Liquidity and Capital Resources
     Long-term debt and current maturities total $346.2 million as of September 30, 2005, consisting of $134.1 million of Notes reflected net of unamortized original issue discount, $90.0 million related to a First Lien Credit Facility Term Loan, $100.6 million related to a Second Lien Credit Facility Term Loan, $16.5 million of capitalized lease obligations and $5.0 million of other debt
     The First Lien Senior Credit Facility provides for a Term Loan and a $50 million Revolving Facility. The available borrowings under the Revolving Facility are reduced by amounts issued under a letter of credit sub facility which totals $26.1 million at September 30, 2005. At September 30, 2005, there were no borrowings outstanding under the First Lien Revolving Facility.
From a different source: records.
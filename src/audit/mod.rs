// Keyward — Audit Module
//
// Append-only ledger of classification, sync and rotation events. Records
// carry value fingerprints, never values.

mod error;
mod log;
mod record;

pub use error::AuditError;
pub use log::{AuditLog, SqliteAuditLog};
pub use record::{AuditAction, AuditQuery, AuditRecord, SYSTEM_ACTOR};
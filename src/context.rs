// Keyward — Engine context
//
// Built once at startup and shared by the sync engine, the scheduler and the
// rotators. Nothing in here is re-created mid-run.

use std::sync::Arc;

use crate::alerts::Notifier;
use crate::enclave::Fingerprinter;
use crate::retry::RetryPolicy;

pub struct EngineContext {
    pub fingerprinter: Fingerprinter,
    pub http: reqwest::Client,
    pub notifier: Arc<dyn Notifier>,
    pub retry: RetryPolicy,
}

impl EngineContext {
    pub fn new(
        fingerprinter: Fingerprinter,
        http: reqwest::Client,
        notifier: Arc<dyn Notifier>,
        retry: RetryPolicy,
    ) -> Self {
        Self {
            fingerprinter,
            http,
            notifier,
            retry,
        }
    }

    /// Shared HTTP client with the per-attempt timeout as its request timeout.
    pub fn http_client(retry: &RetryPolicy) -> Result<reqwest::Client, reqwest::Error> {
        reqwest::Client::builder()
            .timeout(retry.timeout)
            .user_agent(concat!("keyward/", env!("CARGO_PKG_VERSION")))
            .build()
    }
}

#[cfg(test)]
impl EngineContext {
    /// Fixed fingerprint key, single-attempt retries.
    pub fn for_tests(notifier: Arc<dyn Notifier>) -> Self {
        Self::new(
            Fingerprinter::new(&[7u8; 32]).expect("fingerprinter"),
            reqwest::Client::new(),
            notifier,
            RetryPolicy::once(std::time::Duration::from_secs(5)),
        )
    }
}
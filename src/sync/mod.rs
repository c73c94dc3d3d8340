// Keyward — Sync Module
//
// Propagation of Secret entries to remote secret stores. Values are sealed
// for the destination before they leave the process and only pushed when
// their fingerprint changed.

mod crypto;
mod engine;
mod error;
mod github;
mod ledger;
mod remote;
mod target;

pub use crypto::{seal_for_destination, DestinationKey, SealedSecret};
pub use engine::{SyncEngine, SyncFailure, SyncReport, TargetRejection};
pub use error::{SyncError, SyncErrorKind};
pub use github::{GithubSecretStore, StoreTokenSource};
pub use ledger::SyncLedger;
pub use remote::{RemoteSecretStore, TokenSource};
pub use target::{SyncTarget, Visibility};

/// Something that can ask for a reconcile pass without waiting for it.
pub trait SyncTrigger: Send + Sync {
    fn trigger(&self);
}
     The Company’s wholly-owned special purpose bankruptcy-remote unconsolidated subsidiary maintains a Receivables Credit Facility with a financial institution that provides a maximum $50 million revolving line of credit based on a borrowing base calculation. At September 30, 2005, the borrowings outstanding under the Receivables Credit Facility were $28.5 million and $18.3 million was available for borrowing.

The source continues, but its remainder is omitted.